### WORK REQUEST
Needed from the data below: all lines that contain the word "serve".

### DATA EXTRACTS
------------
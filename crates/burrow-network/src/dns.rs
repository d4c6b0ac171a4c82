//! Endpoint DNS resolution
//!
//! Resolves the tunnel peer's hostname on the host network. Every call
//! performs a fresh lookup: the peer may move between reconnect attempts,
//! so nothing is cached.

use async_trait::async_trait;
use hickory_resolver::TokioAsyncResolver;
use hickory_resolver::config::{ResolverConfig, ResolverOpts};
use rand::seq::SliceRandom;
use std::net::{IpAddr, Ipv4Addr};
use std::time::Duration;
use thiserror::Error;
use tracing::{debug, info};

/// DNS resolution errors
#[derive(Debug, Error)]
pub enum DnsError {
    #[error("resolution of {0:?} failed: {1}")]
    ResolutionFailed(String, String),

    #[error("no IPv4 addresses returned for {0:?}")]
    NoAddresses(String),

    #[error("lookup of {0:?} timed out")]
    Timeout(String),

    #[error("resolver error: {0}")]
    ResolverError(String),
}

/// Something that can turn a hostname into IPv4 addresses.
#[async_trait]
pub trait HostResolver: Send + Sync {
    async fn lookup_ipv4(&self, host: &str) -> Result<Vec<Ipv4Addr>, DnsError>;
}

/// DNS resolver configuration
#[derive(Debug, Clone)]
pub struct DnsConfig {
    /// Whether to use the host's resolv.conf or a public resolver
    pub use_system_dns: bool,
    /// Timeout for a single lookup
    pub timeout: Duration,
}

impl Default for DnsConfig {
    fn default() -> Self {
        Self {
            use_system_dns: true,
            timeout: Duration::from_secs(10),
        }
    }
}

/// Host-network resolver backed by hickory.
pub struct DnsResolver {
    resolver: TokioAsyncResolver,
    config: DnsConfig,
}

impl DnsResolver {
    /// Create a new DNS resolver
    pub fn new(config: DnsConfig) -> Result<Self, DnsError> {
        let resolver = if config.use_system_dns {
            TokioAsyncResolver::tokio_from_system_conf()
                .map_err(|e| DnsError::ResolverError(e.to_string()))?
        } else {
            TokioAsyncResolver::tokio(ResolverConfig::cloudflare(), ResolverOpts::default())
        };

        info!(
            "DNS resolver initialized (system: {}, timeout: {:?})",
            config.use_system_dns, config.timeout
        );

        Ok(Self { resolver, config })
    }

    /// Create with default configuration
    pub fn with_defaults() -> Result<Self, DnsError> {
        Self::new(DnsConfig::default())
    }
}

#[async_trait]
impl HostResolver for DnsResolver {
    async fn lookup_ipv4(&self, host: &str) -> Result<Vec<Ipv4Addr>, DnsError> {
        if let Ok(ip) = host.parse::<IpAddr>() {
            return match ip {
                IpAddr::V4(v4) => Ok(vec![v4]),
                IpAddr::V6(_) => Err(DnsError::NoAddresses(host.to_string())),
            };
        }

        debug!("DNS lookup for: {}", host);
        let lookup = tokio::time::timeout(self.config.timeout, self.resolver.lookup_ip(host))
            .await
            .map_err(|_| DnsError::Timeout(host.to_string()))?
            .map_err(|e| DnsError::ResolutionFailed(host.to_string(), e.to_string()))?;

        let addresses: Vec<Ipv4Addr> = lookup
            .iter()
            .filter_map(|ip| match ip {
                IpAddr::V4(v4) => Some(v4),
                IpAddr::V6(_) => None,
            })
            .collect();

        if addresses.is_empty() {
            return Err(DnsError::NoAddresses(host.to_string()));
        }
        Ok(addresses)
    }
}

/// Pick one address uniformly at random.
///
/// Spreads reconnects across multiple A records.
pub fn pick_address(addresses: &[Ipv4Addr]) -> Option<Ipv4Addr> {
    addresses.choose(&mut rand::thread_rng()).copied()
}
impl ForwardProxy {
    pub fn new(config: ProxyConfig, stack: Arc<dyn NetStack>) -> Self {
        let upstream = Arc::new(Upstream {
            stack,
            connect_timeout: config.connect_timeout,
            timeout: config.timeout,
        });
        let semaphore = Arc::new(Semaphore::new(config.max_pending));
        Self {
            config,
            upstream,
            semaphore,
        }
    }

    /// Proxy URL for client configuration
    pub fn proxy_url(&self) -> String {
        format!("http://{}", self.config.listen_addr)
    }

    /// Bind the listen address and serve until the stack closes.
    pub async fn run(&self) -> Result<(), ProxyError> {
        let listener = TcpListener::bind(self.config.listen_addr)
            .await
            .map_err(ProxyError::Bind)?;
        info!(
            "HTTP proxy listening on {} (max {} pending connections)",
            listener.local_addr().unwrap_or(self.config.listen_addr),
            self.config.max_pending
        );
        self.serve(listener).await
    }

    /// Accept loop on an already bound listener.
    pub async fn serve(&self, listener: TcpListener) -> Result<(), ProxyError> {
        let mut stack_closed = self.upstream.stack.closed();

        loop {
            let permit = tokio::select! {
                permit = self.semaphore.clone().acquire_owned() => match permit {
                    Ok(permit) => permit,
                    // the semaphore is never closed
                    Err(_) => return Ok(()),
                },
                _ = &mut stack_closed => return Err(ProxyError::StackClosed),
            };

            let accepted = tokio::select! {
                accepted = listener.accept() => accepted,
                _ = &mut stack_closed => return Err(ProxyError::StackClosed),
            };

            match accepted {
                Ok((stream, peer)) => {
                    let _ = stream.set_nodelay(true);
                    let upstream = self.upstream.clone();
                    tokio::spawn(async move {
                        if let Err(e) = handle_connection(stream, peer, upstream, permit).await {
                            debug!("Proxy connection from {} ended: {}", peer, e);
                        }
                    });
                }
                Err(e) => {
                    warn!("Accept error: {}", e);
                    tokio::time::sleep(ACCEPT_RETRY).await;
                }
            }
        }
    }
}

struct RequestHead {
    method: String,
    target: String,
    len: usize,
}

/// `Ok(None)` while the head is incomplete.
fn parse_head(buf: &[u8]) -> Result<Option<RequestHead>, ProxyError> {
    let mut headers = [httparse::EMPTY_HEADER; MAX_HEADERS];
    let mut req = httparse::Request::new(&mut headers);
    match req.parse(buf) {
        Ok(httparse::Status::Complete(len)) => Ok(Some(RequestHead {
            method: req.method.unwrap_or_default().to_string(),
            target: req.path.unwrap_or_default().to_string(),
            len,
        })),
        Ok(httparse::Status::Partial) => Ok(None),
        Err(e) => Err(ProxyError::BadRequest(e.to_string())),
    }
}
------------
### TASK ANSWER
    /// Bind the listen address and serve until the stack closes.
        self.serve(listener).await
    pub async fn serve(&self, listener: TcpListener) -> Result<(), ProxyError> {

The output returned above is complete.